Wednesday, 23 January 2013

The 10,000 year archive


The task: store a substantial amount of digital information for a future civilization to access
DNA has a good chance of lasting  10 000 (or more) years so long as long as it is kept cold, dark and dry. And of course, DNA is incredibly dense: at least 1 petabyte can be stored in 1 gram of DNA, and that includes a lot of built-in redundancy. It’s a very good information storage molecule, and Nature has been pretty clever in choosing it.
Ten thousand years takes us way back into human prehistory, before the earliest recorded writing appears on the scene (around 6000 BC to 3000 BC). If we could use DNA to create a digital record that’s good for 10 000 years, I’d say that should take care of most of our archiving needs. 
First, a patron
So imagine some billionaire – let’s call her Patricia – who wants her name to live on until the end of time. She is a regular on Sir Richard’s space shuttle, likes to fund new vaccines and lives in a House of the Future™. As her parting gift to the world, Patricia would like to capture much of the wisdom, culture as well as the follies and foibles of modern civilization and preserve them in perpetuity. 

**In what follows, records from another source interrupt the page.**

impl SchemaRegistry {
    pub fn new() -> Self {
        Self::default()
    }

    pub fn add_entity(&mut self, entity: EntityDef) -> Result<(), SchemaError> {
        if self.entities.contains_key(entity.name()) {
            return Err(SchemaError::DuplicateEntity(entity.name().to_string()));
        }
        self.entities.insert(entity.name().to_string(), entity);
        Ok(())
    }

    pub fn entity(&self, name: &str) -> Option<&EntityDef> {
        self.entities.get(name)
    }

    pub fn entities(&self) -> impl Iterator<Item = &EntityDef> {
        self.entities.values()
    }

    pub fn schema(&self, id: &str) -> Option<Arc<FilterSchema>> {
        self.schemas.get(id).cloned()
    }

    /// Expand `builder` and register the result. Runs once per schema;
    /// all definition-time validation happens here.
    pub fn register(&mut self, builder: SchemaBuilder) -> Result<Arc<FilterSchema>, SchemaError> {
        if self.schemas.contains_key(builder.id()) {
            return Err(SchemaError::DuplicateSchema(builder.id().to_string()));
        }
        let schema = Arc::new(self.expand(builder)?);
        self.schemas.insert(schema.id().to_string(), schema.clone());
        Ok(schema)
    }

    /// Check that every related filter's target schema is registered.
    /// Resolution is lazy by design (schemas may reference each other
    /// cyclically), so dangling references otherwise surface on first
    /// use.
    pub fn verify(&self) -> Result<(), SchemaError> {
        for schema in self.schemas.values() {
            for (name, link) in schema.related() {
                if !self.schemas.contains_key(&link.target_schema) {
                    return Err(SchemaError::UnknownSchemaRef {
                        schema: schema.id().to_string(),
                        filter: name.to_string(),
                        target: link.target_schema.clone(),
                    });
                }
            }
        }
        Ok(())
    }

    /// Resolve a relationship-qualified field path on `entity`.
    pub fn resolve_path(&self, entity: &str, path: &str) -> Result<PathTarget, SchemaError> {
        let no_field = || SchemaError::NoField {
            entity: entity.to_string(),
            path: path.to_string(),
        };
        let mut current = self
            .entities
            .get(entity)
            .ok_or_else(|| SchemaError::UnknownEntity(entity.to_string()))?;
        let segments: Vec<&str> = path_segments(path).collect();
        for (i, seg) in segments.iter().enumerate() {
            let last = i + 1 == segments.len();
            if let Some(ty) = current.field_type(seg) {
                if last {
                    return Ok(PathTarget::Scalar(ty));
                }
                return Err(no_field());
            }
            if let Some(target) = current.relation_target(seg) {
                if last {
                    return Ok(PathTarget::Relation {
                        entity: target.to_string(),
                    });
                }
                current = self
                    .entities
                    .get(target)
                    .ok_or_else(|| SchemaError::UnknownEntity(target.to_string()))?;
                continue;
            }
            return Err(no_field());
        }
        Err(no_field())
    }

    /// The scalar type a predicate on `path` compares against: the
    /// field's own type, or the target's key type when the path stops
    /// at a relation.
    pub(crate) fn value_type(&self, entity: &str, path: &str) -> Result<FieldType, SchemaError> {
        match self.resolve_path(entity, path)? {
            PathTarget::Scalar(ty) => Ok(ty),
            PathTarget::Relation { entity } => Ok(self.key_type(&entity)),
        }
    }

    pub(crate) fn key_type(&self, entity: &str) -> FieldType {
        self.entities
            .get(entity)
            .and_then(|e| e.field_type(e.key_field()))
            .unwrap_or(FieldType::Integer)
    }

    fn expand(&self, builder: SchemaBuilder) -> Result<FilterSchema, SchemaError> {
        let entity = self
            .entities
            .get(&builder.entity)
            .ok_or_else(|| SchemaError::UnknownEntity(builder.entity.clone()))?;

        let mut filters: Vec<FilterDef> = Vec::new();
        let mut index: HashMap<String, usize> = HashMap::new();
        let mut related: Vec<(String, RelatedLink)> = Vec::new();
        let mut related_names: HashSet<String> = HashSet::new();

        // Overwrites replace in place so declaration order survives;
        // related entries are never overwritten by generated filters.
        let insert = |filters: &mut Vec<FilterDef>,
                          index: &mut HashMap<String, usize>,
                          related_names: &HashSet<String>,
                          def: FilterDef,
                          force: bool| {
            match index.get(def.name()) {
                Some(i) => {
                    if force || !related_names.contains(def.name()) {
                        filters[*i] = def;
                    }
                }
                None => {
                    index.insert(def.name().to_string(), filters.len());
                    filters.push(def);
                }
            }
        };

        for decl in &builder.declared {
            match decl {
                FilterDecl::Plain(f) => {
                    let ty = self.value_type(entity.name(), f.field_path())?;
                    self.check_lookup(entity.name(), f.field_path(), ty, f.lookup())?;
                    insert(&mut filters, &mut index, &related_names, f.clone(), false);
                }
                FilterDecl::Auto(a) => {
                    let ty = self.value_type(entity.name(), &a.field_path)?;
                    let lookups: Vec<Lookup> = if a.lookups.is_empty() {
                        Lookup::supported_for(ty).to_vec()
                    } else {
                        a.lookups.clone()
                    };
                    for lk in lookups {
                        self.check_lookup(entity.name(), &a.field_path, ty, lk)?;
                        let gen_name =
                            lk.param_name(&a.field_path)
                                .replacen(&a.field_path, &a.name, 1);
                        trace!(
                            "schema `{}`: auto filter `{}` generated `{}`",
                            builder.id,
                            a.name,
                            gen_name
                        );
                        let def = FilterDef::new(gen_name, &a.field_path, lk);
                        insert(&mut filters, &mut index, &related_names, def, false);
                    }
                }
                FilterDecl::Related(r) => {
                    match self.resolve_path(entity.name(), &r.field_path)? {
                        PathTarget::Relation { .. } => {}
                        PathTarget::Scalar(_) => {
                            return Err(SchemaError::NotARelation {
                                entity: entity.name().to_string(),
                                path: r.field_path.clone(),
                            })
                        }
                    }
                    let ty = self.value_type(entity.name(), &r.field_path)?;
                    related.push((
                        r.name.clone(),
                        RelatedLink {
                            field_path: r.field_path.clone(),
                            target_schema: r.target_schema.clone(),
                        },
                    ));
                    related_names.insert(r.name.clone());
                    let def = FilterDef::new(&r.name, &r.field_path, Lookup::Exact);
                    insert(&mut filters, &mut index, &related_names, def, true);
                    for lk in &r.lookups {
                        self.check_lookup(entity.name(), &r.field_path, ty, *lk)?;
                        let gen_name = lk
                            .param_name(&r.field_path)
                            .replacen(&r.field_path, &r.name, 1);
                        let def = FilterDef::new(gen_name, &r.field_path, *lk);
                        insert(&mut filters, &mut index, &related_names, def, false);
                    }
                }
            }
        }

        let mut related_names_desc: Vec<String> =
            related.iter().map(|(n, _)| n.clone()).collect();
        related_names_desc.sort();
        related_names_desc.reverse();

        debug!(
            "expanded schema `{}` over `{}`: {} filters, {} related",
            builder.id,
            builder.entity,
            filters.len(),
            related.len()
        );

        Ok(FilterSchema {
            id: builder.id,
            key_field: entity.key_field().to_string(),
            entity: builder.entity,
            filters,
            index,
            related,
            related_names_desc,
        })
    }

    fn check_lookup(
        &self,
        entity: &str,
        path: &str,
        ty: FieldType,
        lookup: Lookup,
    ) -> Result<(), SchemaError> {
        if Lookup::supported_for(ty).contains(&lookup) {
            Ok(())
        } else {
            Err(SchemaError::UnsupportedLookup {
                entity: entity.to_string(),
                path: path.to_string(),
                lookup,
            })
        }
    }
}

There are groups – such as the The Long Now group that think explicitly about this – perhaps this is as simple as handing the technology over to such a group – .  But Patricia didn’t get her billions without reading the business plan, so let’s think through the details, just for fun (and, of course, for Pat).
The right stuff
We know we can’t just take a Nature paper, a tar-ball of Wikipedia and an Agilent synthesis machine and preserve all of history and contemporary culture in a minivan-sized piece of DNA for all time. We need to tackle quite a few practical issues first.
What to use for the storage? Glass? Metal? Ceramics? Or what? And should the DNA be double-stranded or single? Perhaps  we should try to mimic the environments around known, recoverable ancient DNA? There is plenty of research available on synthesis and storage, but details that don't matter on a timescale of a few years might make a huge difference over 10 000 years. It is a bit tricky to test something out on that kind of timescale; Pat won’t be having it.
Probably we should work out how to simulate 5000- or 10 000-year damage (e.g. from increasing cosmic rays) using the 10 000-year-old Cave Bear sequence as a comparator. (An aside: we’d need to sequence some of the current Bear species in order to be able to get a good  ancestral Cave Bear sequence – Cave Bears are extinct - if we want to get an accurate view of what ancient DNA error profiles look like in detail)  
This is actually a well-explored area for scientists involved in ancient DNA. Although one could never be sure of the precise physical storage method, I’m pretty confident we’d have a “reasonably good” approach.
Location, location location
Where are we going to put the archive? How can we be sure that future civilizations will know that it’s there, if it gets buried? How can we be sure someone won’t just drill right through it, bulldoze it for a new spacepad? (Nuclear waste storage researchers have been grappling with these questions for a while, so we should probably ask them for some input.)
If we can make one archive, we can probably make six. We could distribute them in a few places, same as we do with our data centres now. Let’s pick some cold, dark, dry mountain areas that aren’t going to melt and slide off into a pile of rubble, and which have no immediate geological plans to relocate. 
All we need is for one of these mountains to stand the test of time, and for a few lucky things to happen so the archive can be discovered. It should work; after all, one of the best-preserved bits of ancient DNA (the tip of the little finger from a Denisovan) was found in a cave in the Urals.
Read the instruction manual – in Maths
Now for the fun part: designing the bootstrapping procedure. Someone 5000 or  10 000 years from now is going to unearth our precious archive, and deserves a reasonable chance of retrieving and understanding what’s in it. 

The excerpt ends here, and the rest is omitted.